How to Appeal a Denial

If your prior authorization is denied, start by requesting the specific reason from your insurer. Then work with your prescriber to fill in whatever’s missing. A strong appeal includes your exact diagnosis, a measure of disease severity, the names and doses of every treatment you’ve previously tried, how long you used each one, why you stopped (side effects, lack of improvement), and any relevant lab results or imaging.

For asthma appeals, this means including eosinophil counts, exhaled nitric oxide levels, and lung function values alongside documentation of symptom flares or emergency visits. For eczema, it means detailing which topical steroids and immunosuppressants you’ve used and for how long. The more specific the documentation, the better the chance of reversal.

Copay Assistance for Commercially Insured Patients

Even with insurance approval, your coinsurance on a specialty-tier drug can be substantial. The Dupixent MyWay copay card covers a significant portion of out-of-pocket costs for commercially insured patients, with a maximum benefit of $13,000 per year. This card is not available to patients on Medicare, Medicaid, or other government-funded insurance.

The copay card effectively brings many patients’ costs down to $0 per fill, though this depends on your plan’s coinsurance percentage and whether $13,000 covers the gap. Your specialty pharmacy or the Dupixent MyWay program can estimate your actual cost before you fill your first prescription.

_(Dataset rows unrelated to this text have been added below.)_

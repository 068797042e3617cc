// src/robots.rs
// =============================================================================
// This module decides whether we're allowed to fetch a URL, according to the
// seed site's robots.txt.
//
// How it works:
// 1. At startup we fetch <scheme>://<host>/robots.txt exactly once
// 2. The body is kept in memory for the rest of the run
// 3. Every page and image URL is checked against it before we request it
//
// Failure policy: if robots.txt can't be fetched we log a warning and allow
// everything (fail-open). A flaky robots.txt must not stop the whole crawl.
// The exception is 401/403, which sites use to say "keep out entirely".
//
// Matching is done by the `robotstxt` crate (a port of Google's matcher).
// =============================================================================

use crate::fetch::Fetch;
use robotstxt::DefaultMatcher;
use std::panic::{self, AssertUnwindSafe};
use tracing::{debug, info, warn};
use url::Url;

#[derive(Debug, Clone)]
pub struct RobotsPolicy {
    agent: String,
    rules: Rules,
}

#[derive(Debug, Clone)]
enum Rules {
    /// No usable robots.txt; everything is allowed
    AllowAll,
    /// The server refused us robots.txt itself (401/403)
    DisallowAll,
    /// The robots.txt body
    Parsed(String),
}

impl RobotsPolicy {
    /// Fetches and caches robots.txt for the seed's host. Never fails.
    pub async fn load(fetcher: &dyn Fetch, seed: &Url, agent: &str) -> Self {
        let robots_url = match seed.join("/robots.txt") {
            Ok(url) => url,
            Err(e) => {
                warn!("Could not build robots.txt URL for {}: {}", seed, e);
                return Self::allow_all(agent);
            }
        };

        let response = match fetcher.get(&robots_url).await {
            Ok(response) => response,
            Err(e) => {
                warn!("Could not load robots.txt from {}: {:#}", robots_url, e);
                return Self::allow_all(agent);
            }
        };

        let rules = match response.status {
            401 | 403 => {
                warn!("robots.txt at {} returned HTTP {}; treating the whole site as disallowed", robots_url, response.status);
                Rules::DisallowAll
            }
            status if !(200..300).contains(&status) => {
                info!("No robots.txt at {} (HTTP {}); everything is allowed", robots_url, status);
                Rules::AllowAll
            }
            _ => match response.text().await {
                Ok(body) => {
                    info!("Loaded robots.txt from {}", robots_url);
                    Rules::Parsed(body)
                }
                Err(e) => {
                    warn!("Could not read robots.txt from {}: {:#}", robots_url, e);
                    Rules::AllowAll
                }
            },
        };

        Self {
            agent: agent.to_string(),
            rules,
        }
    }

    pub fn allow_all(agent: &str) -> Self {
        Self {
            agent: agent.to_string(),
            rules: Rules::AllowAll,
        }
    }

    #[cfg(test)]
    pub fn from_body(agent: &str, body: &str) -> Self {
        Self {
            agent: agent.to_string(),
            rules: Rules::Parsed(body.to_string()),
        }
    }

    pub fn is_allowed(&self, url: &Url) -> bool {
        match &self.rules {
            Rules::AllowAll => true,
            Rules::DisallowAll => false,
            Rules::Parsed(body) => {
                // The matcher is third-party code running on untrusted input.
                // If it blows up, allow the URL instead of killing the crawl.
                let verdict = catch_quietly(|| {
                    DefaultMatcher::default().one_agent_allowed_by_robots(
                        body,
                        &self.agent,
                        url.as_str(),
                    )
                });

                verdict.unwrap_or_else(|| {
                    debug!("robots.txt evaluation failed for {}; allowing", url);
                    true
                })
            }
        }
    }
}

// Runs `f`, turning a panic into None without printing the panic message.
// The default hook would write "thread panicked at ..." to stderr for every
// URL checked against a robots.txt the matcher chokes on.
fn catch_quietly<T>(f: impl FnOnce() -> T) -> Option<T> {
    let previous = panic::take_hook();
    panic::set_hook(Box::new(|_| {}));
    let result = panic::catch_unwind(AssertUnwindSafe(f));
    panic::set_hook(previous);
    result.ok()
}

// -----------------------------------------------------------------------------
// BEGINNER NOTES:
//
// 1. What is catch_unwind?
//    - Runs a closure and stops a panic inside it from unwinding further
//    - Returns Ok(value) normally, Err(payload) if the closure panicked
//    - It's not a try/catch for errors: Result is still the normal way
//
// 2. Why AssertUnwindSafe?
//    - catch_unwind only accepts closures the compiler considers "unwind safe"
//    - Borrowing &self makes the closure not qualify automatically
//    - We only read from self, so nothing can be left half-updated
//
// 3. What is the panic hook?
//    - A global function Rust calls when a panic starts, before unwinding
//    - The default one prints the message and location to stderr
//    - take_hook() removes it, set_hook() installs a replacement
//
// 4. Why keep the body as a String instead of parsing it once?
//    - robotstxt's matcher parses and matches in one call
//    - robots.txt files are small, so re-reading them per URL is cheap
// -----------------------------------------------------------------------------
// src/extract/css.rs
// =============================================================================
// Finds image references written in CSS rather than HTML:
// - background-image: url(...) inside inline style="" attributes
// - every url(...) inside linked stylesheets
//
// Plus the "does this look like an image?" heuristic we apply to stylesheet
// URLs, since stylesheets also reference fonts, cursors and other CSS.
// =============================================================================

use crate::config::CrawlConfig;
use regex::Regex;
use std::sync::OnceLock;
use url::Url;

// url("a.png"), url('a.png') and url(a.png) all capture a.png
fn css_url_pattern() -> &'static Regex {
    static PATTERN: OnceLock<Regex> = OnceLock::new();
    PATTERN.get_or_init(|| Regex::new(r#"url\(["']?([^"')\s]+)["']?\)"#).expect("valid regex"))
}

// Case-sensitive on purpose: only the literal `background-image` property
fn background_image_pattern() -> &'static Regex {
    static PATTERN: OnceLock<Regex> = OnceLock::new();
    PATTERN.get_or_init(|| {
        Regex::new(r#"background-image:\s*url\(["']?([^"')\s]+)["']?\)"#).expect("valid regex")
    })
}

/// Raw targets of `background-image: url(...)` in an inline style attribute.
pub fn background_image_urls(style: &str) -> Vec<&str> {
    captures(background_image_pattern(), style)
}

/// Raw targets of every `url(...)` in a stylesheet.
pub fn url_references(css: &str) -> Vec<&str> {
    captures(css_url_pattern(), css)
}

fn captures<'a>(pattern: &Regex, text: &'a str) -> Vec<&'a str> {
    pattern
        .captures_iter(text)
        .filter_map(|c| c.get(1))
        .map(|m| m.as_str())
        .collect()
}

/// Loose image check for URLs found in stylesheets.
///
/// A URL counts as an image if its path ends in a known image extension, or if
/// the word "image" appears anywhere in it (any case). The second rule catches
/// CDN URLs like `/cdn/image/upload/abc123` that have no extension, at the cost
/// of false positives such as `/fonts/image-sans.woff2`. Those are harmless:
/// the downloader still refuses anything whose content type isn't `image/*`.
pub fn is_image_url(url: &Url, config: &CrawlConfig) -> bool {
    config.has_image_extension(url.path()) || url.as_str().to_ascii_lowercase().contains("image")
}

Free Medication for Eligible Patients

If you’re uninsured or underinsured, Sanofi (the manufacturer) offers Dupixent at no cost through its Patient Connection program. Eligibility is based on household income: you must earn no more than 400% of the federal poverty level. For 2026, that means a single person earning up to $63,840 or a family of four earning up to $132,000 in the continental U.S. The thresholds are higher in Alaska ($79,800 for one person, $165,000 for four) and Hawaii ($73,440 for one person, $151,800 for four). For households larger than eight, add roughly $5,680 to $7,100 per additional person depending on your state.

This program is separate from the copay card and is designed for patients who either lack insurance entirely or whose insurance doesn’t cover Dupixent. You apply through the Sanofi Patient Connection website, and approval typically requires proof of income and insurance status.